Partly because of these ill-conceived tax subsidies, a fourth problem is the waste of federal dollars. By his own calculations, Bradley estimates the plan will cost $65 billion a year and will insure an additional 30 million people (a reduction in the current number of uninsured of about two-thirds). This amounts to $2,200 for each newly insured person, or $8,800 for a family of four. Economist Martin Feldstein, however, puts the price tag at $110 billion in the first year alone. That equals $3,300 for each newly insured person, or more than $13,000 for a family of four. By either account that's a lot more than what health insurance should cost.

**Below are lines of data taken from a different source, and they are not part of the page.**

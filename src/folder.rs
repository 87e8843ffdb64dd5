use std::collections::BTreeSet;
use std::fmt;

use serde::Serialize;

use crate::classify::{classify, Classification, FlagSets};
use crate::error::{ReportError, Result};
use crate::fetch::{self, FolderTally, IdRange, MessageRecord};
use crate::grammar;
use crate::mutf7;
use crate::transport::{CancelToken, Transport};

/// One folder as reported by LIST.
#[derive(Debug, Clone, PartialEq, Eq)]
pub struct FolderDescriptor {
    pub name: String,
    pub separator: Option<String>,
    pub flags: BTreeSet<String>,
}

impl FolderDescriptor {
    pub fn from_list_line(line: &str) -> Result<Self> {
        let parsed = grammar::parse_list_line(line)?;
        Ok(FolderDescriptor {
            name: parsed.name,
            separator: parsed.separator,
            flags: parsed.flags,
        })
    }
}

#[derive(Debug, Clone, PartialEq, Eq, Serialize)]
#[serde(tag = "status", rename_all = "lowercase")]
pub enum Outcome {
    Done,
    Skipped { flags: BTreeSet<String> },
    Failed { reason: String },
}

/// Statistics for one folder.
///
/// `messages` is the EXISTS count and is authoritative. `unread` and `size`
/// only cover the `fetched` messages, which can fall short of `messages` when
/// the folder changed between EXAMINE and FETCH.
#[derive(Debug, Clone, PartialEq, Serialize)]
pub struct FolderStats {
    pub name: String,
    pub raw_name: String,
    pub messages: u32,
    pub fetched: u32,
    pub unread: u32,
    pub size: u64,
    /// Share of the account quota. Not computed; always zero.
    pub quota: f64,
    pub outcome: Outcome,
    #[serde(skip_serializing_if = "Vec::is_empty")]
    pub contents: Vec<MessageRecord>,
}

impl FolderStats {
    fn empty(name: String, raw_name: &str, outcome: Outcome) -> Self {
        FolderStats {
            name,
            raw_name: raw_name.to_string(),
            messages: 0,
            fetched: 0,
            unread: 0,
            size: 0,
            quota: 0.0,
            outcome,
            contents: Vec::new(),
        }
    }

    /// Zero-contribution entry for a folder whose pass was aborted.
    pub fn failed(folder: &FolderDescriptor, err: &ReportError) -> Self {
        let name = mutf7::decode_folder_name(&folder.name).unwrap_or_else(|_| folder.name.clone());
        Self::empty(
            name,
            &folder.name,
            Outcome::Failed {
                reason: err.to_string(),
            },
        )
    }

    pub fn contributes(&self) -> bool {
        self.outcome == Outcome::Done && self.messages > 0
    }
}

/// Where a folder's pass got to.
#[derive(Debug, Clone, Copy, PartialEq, Eq)]
pub enum Stage {
    Start,
    Classified,
    Skipped,
    Opened,
    RangeSearched,
    Fetched,
    Done,
}

impl fmt::Display for Stage {
    fn fmt(&self, f: &mut fmt::Formatter<'_>) -> fmt::Result {
        let name = match self {
            Stage::Start => "start",
            Stage::Classified => "classified",
            Stage::Skipped => "skipped",
            Stage::Opened => "opened",
            Stage::RangeSearched => "range searched",
            Stage::Fetched => "fetched",
            Stage::Done => "done",
        };
        f.write_str(name)
    }
}

/// Quote a folder name for use in a command.
pub fn imap_quote(s: &str) -> String {
    let clean: String = s.chars().filter(|c| !c.is_control()).collect();
    let escaped = clean.replace('\\', "\\\\").replace('"', "\\\"");
    format!("\"{escaped}\"")
}

/// Computes [`FolderStats`] one folder at a time over a single session.
///
/// The session has at most one open folder; `open_folder` tracks which.
/// Opening a folder replaces the previous one, so SEARCH and FETCH are only
/// issued while the folder being processed is the open one.
pub struct Aggregator<'a, T: Transport + ?Sized> {
    transport: &'a mut T,
    flag_sets: &'a FlagSets,
    cancel: CancelToken,
    keep_messages: bool,
    open_folder: Option<String>,
    stage: Stage,
}

impl<'a, T: Transport + ?Sized> Aggregator<'a, T> {
    pub fn new(transport: &'a mut T, cancel: CancelToken) -> Self {
        Aggregator {
            transport,
            flag_sets: &FlagSets::STANDARD,
            cancel,
            keep_messages: false,
            open_folder: None,
            stage: Stage::Start,
        }
    }

    pub fn with_flag_sets(mut self, flag_sets: &'a FlagSets) -> Self {
        self.flag_sets = flag_sets;
        self
    }

    /// Retain every fetched [`MessageRecord`] in [`FolderStats::contents`].
    pub fn keep_messages(mut self, keep: bool) -> Self {
        self.keep_messages = keep;
        self
    }

    pub fn open_folder(&self) -> Option<&str> {
        self.open_folder.as_deref()
    }

    /// Stage reached by the most recent [`Aggregator::folder_stats`] call.
    pub fn stage(&self) -> Stage {
        self.stage
    }

    pub fn folder_stats(&mut self, folder: &FolderDescriptor) -> Result<FolderStats> {
        self.stage = Stage::Start;
        self.cancel.check()?;

        let classification = classify(&folder.flags, self.flag_sets);
        self.stage = Stage::Classified;
        match classification {
            Classification::Skip { special } => {
                log::info!("{}: not processed, flags {special:?}", folder.name);
                self.stage = Stage::Skipped;
                let name = mutf7::decode_folder_name(&folder.name)
                    .unwrap_or_else(|_| folder.name.clone());
                let outcome = Outcome::Skipped { flags: special };
                return Ok(FolderStats::empty(name, &folder.name, outcome));
            }
            Classification::ProcessWithWarning { unknown } => {
                log::warn!("{}: unknown flag(s) {unknown:?}", folder.name);
            }
            Classification::ProcessKnown => {}
        }

        let name = mutf7::decode_folder_name(&folder.name)?;
        let mut stats = FolderStats::empty(name, &folder.name, Outcome::Done);

        stats.messages = self.examine(&folder.name)?;
        self.stage = Stage::Opened;
        if stats.messages == 0 {
            self.stage = Stage::Done;
            return Ok(stats);
        }

        let range = self.search_range(&folder.name, stats.messages)?;
        self.stage = Stage::RangeSearched;

        let tally = self.fetch(&folder.name, &stats.name, range)?;
        self.stage = Stage::Fetched;

        let FolderTally {
            fetched,
            unread,
            size,
            messages,
        } = tally;
        if fetched != stats.messages {
            log::info!(
                "{}: fetched {fetched} of {} message(s); unread and size cover the fetched ones",
                stats.name,
                stats.messages
            );
        }
        stats.fetched = fetched;
        stats.unread = unread;
        stats.size = size;
        stats.contents = messages;
        self.stage = Stage::Done;
        Ok(stats)
    }

    /// Open `raw_name` read-only and return its EXISTS count.
    fn examine(&mut self, raw_name: &str) -> Result<u32> {
        self.open_folder = None;
        let command = format!("EXAMINE {}", imap_quote(raw_name));
        let cancel = &self.cancel;
        let mut exists = None;
        self.transport
            .execute(&command, false, &mut |line| {
                cancel.check()?;
                if let Some(count) = grammar::parse_exists_line(line)? {
                    exists = Some(count);
                }
                Ok(())
            })
            .map_err(|err| with_command(err, &command))?;

        let count = exists.ok_or_else(|| {
            ReportError::inconsistency(format!("EXAMINE {raw_name} returned no EXISTS count"))
        })?;
        self.open_folder = Some(raw_name.to_string());
        Ok(count)
    }

    fn ensure_open(&self, raw_name: &str) -> Result<()> {
        match self.open_folder.as_deref() {
            Some(open) if open == raw_name => Ok(()),
            other => Err(ReportError::inconsistency(format!(
                "{raw_name} is not the open folder (open: {other:?})"
            ))),
        }
    }

    fn search_range(&mut self, raw_name: &str, exists: u32) -> Result<IdRange> {
        self.ensure_open(raw_name)?;
        let cancel = &self.cancel;
        let mut ids = Vec::new();
        self.transport
            .execute("SEARCH ALL", false, &mut |line| {
                cancel.check()?;
                if grammar::is_search_line(line) {
                    ids.extend(grammar::parse_search_line(line)?);
                    Ok(())
                } else if grammar::is_unsolicited(line) {
                    Ok(())
                } else {
                    Err(ReportError::malformed(grammar::ReplyKind::Search.label(), line))
                }
            })
            .map_err(|err| with_command(err, "SEARCH ALL"))?;

        IdRange::spanning(&ids).ok_or_else(|| {
            ReportError::inconsistency(format!(
                "{raw_name} reported {exists} message(s) but SEARCH ALL returned none"
            ))
        })
    }

    fn fetch(&mut self, raw_name: &str, display_name: &str, range: IdRange) -> Result<FolderTally> {
        self.ensure_open(raw_name)?;
        fetch::fetch_range(
            &mut *self.transport,
            display_name,
            range,
            &self.cancel,
            self.keep_messages,
        )
    }
}

fn with_command(err: ReportError, command: &str) -> ReportError {
    match err {
        ReportError::CommandRejected { command: c, reason } if c.is_empty() => {
            ReportError::CommandRejected {
                command: command.to_string(),
                reason,
            }
        }
        other => other,
    }
}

A fifth problem is a provision allowing everyone the right to buy into the Federal Employees Health Benefits Program. Health plans sold to federal employees must charge everyone the same premium and accept all applicants, regardless of health status. Therefore, seriously ill people who could not qualify for ordinary insurance would be able to sign up for the federal employee plan instead. That's great news for the uninsurable, but it may be bad news for federal employees. Unless more subsidy dollars are added, the high-cost newcomers will increase plan expenses — leading to higher premiums and/or smaller benefits in the future.

Finally, Bradley's plan fails to do for the elderly what it does for the poor — allow them access to the same kinds of insurance everyone else has. Instead, Bradley's plan moves in the wrong direction — expanding an already defective Medicare program by adding a drug benefit.

Overall, Bradley's plan takes two steps forward and six steps back. The better solution: stop bickering with Al Gore over the fine print and go back to the drawing board.